▶ _Record excerpts_
* * *
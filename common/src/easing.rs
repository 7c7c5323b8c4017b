//! Easing curves for tweened values.
//!
//! Every curve maps the normalized time `t` in `[0, 1]` to progress in `[0, 1]`
//! with `f(0) = 0` and `f(1) = 1` exactly. The boundaries are returned as
//! literals instead of being computed, so the final sample of a tween always
//! lands on its end value bit-for-bit.
//!
//! ```text
//! value = start + (end - start) * f(elapsed / duration)
//! ```

use core::f32::consts::PI;

/// Normalized easing curve.
#[derive(Clone, Copy, PartialEq, Eq, Debug, Default)]
pub enum Easing {
    /// Constant rate.
    Linear,
    /// Smoothstep ease-in-out: `3t² - 2t³`. Used for every fade.
    #[default]
    EaseInOut,
    /// Sine ease-in-out: `-(cos(πt) - 1) / 2`. Used for position bobbing.
    SineInOut,
}

impl Easing {
    /// Sample the curve at normalized time `t`.
    ///
    /// Values outside `[0, 1]` (and NaN) are clamped to the nearest boundary.
    #[inline]
    pub fn sample(
        self,
        t: f32,
    ) -> f32 {
        if t.is_nan() || t <= 0.0 {
            return 0.0;
        }
        if t >= 1.0 {
            return 1.0;
        }

        match self {
            Self::Linear => t,
            Self::EaseInOut => t * t * (3.0 - 2.0 * t),
            Self::SineInOut => -(libm::cosf(PI * t) - 1.0) / 2.0,
        }
    }
}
* * *
▶ _Problem to work on_
Extract the lines above from the one containing "the nearest boundary." to the last line, both included, exactly as written.

▶ _Written response_
    /// Values outside `[0, 1]` (and NaN) are clamped to the nearest boundary.
    #[inline]
    pub fn sample(
        self,
        t: f32,
    ) -> f32 {
        if t.is_nan() || t <= 0.0 {
            return 0.0;
        }
        if t >= 1.0 {
            return 1.0;
        }

        match self {
            Self::Linear => t,
            Self::EaseInOut => t * t * (3.0 - 2.0 * t),
            Self::SineInOut => -(libm::cosf(PI * t) - 1.0) / 2.0,
        }
    }
}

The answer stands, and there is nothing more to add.